Gleichzeitig regt sich an den Orten des Elendvollzugs Widerstand, es kommt zu Generalstreiks und Demonstrationen. Häufig sind es aber die Aktionen von unten, die Selbstorganisierung, welche mehr Hoffnungmachen, als das appellative Abwehren von Krisenmaßnahmen. Dass dabei selbstredend auch faschistische Bewegungen auftrieb erhalten, wie beispielsweise in Griechenland, muss immer in Erinnerung bleiben. Es ist daher wenig gewonnen, sich naiv mit allen Krisenprotesten zu solidarisieren.

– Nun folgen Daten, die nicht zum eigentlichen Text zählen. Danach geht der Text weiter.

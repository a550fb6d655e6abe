//! Nearby search example for trialsites-rs
//!
//! This example demonstrates how the organizer reacts to the user's
//! location search: zip radius, country/state and NIH searches.

use trialsites_rs::prelude::*;

fn main() -> Result<()> {
    println!("=== trialsites-rs Nearby Search Example ===\n");

    let sites = vec![
        SiteRecord::new("Rockville", RecruitmentStatus::Active)
            .in_country(UNITED_STATES)
            .in_state("MD")
            .in_city("Rockville")
            .at(39.0840, -77.1528),
        SiteRecord::new("NIH Clinical Center", RecruitmentStatus::Active)
            .in_country(UNITED_STATES)
            .in_state("MD")
            .in_city("Bethesda")
            .with_postal_code(NIH_ZIPCODE)
            .at(39.0000, -77.1000),
        SiteRecord::new("VA Richmond", RecruitmentStatus::Active)
            .in_country(UNITED_STATES)
            .in_state("VA")
            .in_city("Richmond")
            .at(37.5407, -77.4360)
            .va(true),
        SiteRecord::new("Cedars-Sinai", RecruitmentStatus::Active)
            .in_country(UNITED_STATES)
            .in_state("CA")
            .in_city("Los Angeles")
            .at(34.0522, -118.2437),
    ];

    let rockville = Coordinates::new(39.0840, -77.1528);
    let searches = [
        ("zip 20850, 25 miles", SearchContext::zip("20850", rockville, 25.0)),
        ("zip 20850, 150 miles, VA only", SearchContext::zip("20850", rockville, 150.0).with_va_only(true)),
        (
            "United States, Maryland",
            SearchContext::country(UNITED_STATES).with_states([StateRef::new("MD", "Maryland")]),
        ),
        ("NIH Clinical Center", SearchContext::nih()),
        ("anywhere", SearchContext::all()),
    ];

    let mut org: OrganizerFacade = OrganizerFacade::default();
    org.set_sites(sites);

    for (label, ctx) in searches {
        org.update_context(ctx);
        let names: Vec<_> = org.nearby_sites().iter().map(SiteRecord::name).collect();
        println!("--- {label} ---");
        if names.is_empty() {
            println!("No nearby set; showing all {} sites", org.sites().len());
        } else {
            println!("Nearby: {}", names.join(", "));
        }
        if let Some(toggle) = org.filter_options().nearby_toggle {
            println!("Toggle: {}", toggle.label);
        }
        println!();
    }

    println!(
        "Rockville to Los Angeles: {:.0} miles",
        haversine_miles(rockville, Coordinates::new(34.0522, -118.2437))
    );

    Ok(())
}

Stattdessen muss im Hinblickauf einen emanzipatorischen Ausweg aus der Krise eine grundsätzliche Position gegen Staat, Nation und Kapital eingenommen werden. Als antikapitalistische Linke ist es unsere Aufgabe, die Krise nicht als Unfall zu verklären, der von anderen Regierungen oder einer Umverteilung von Vermögen beseitigt werden könnte.

Die Krise heißt immer noch Kapitalismus.
Unsere Solidarität ist antinational.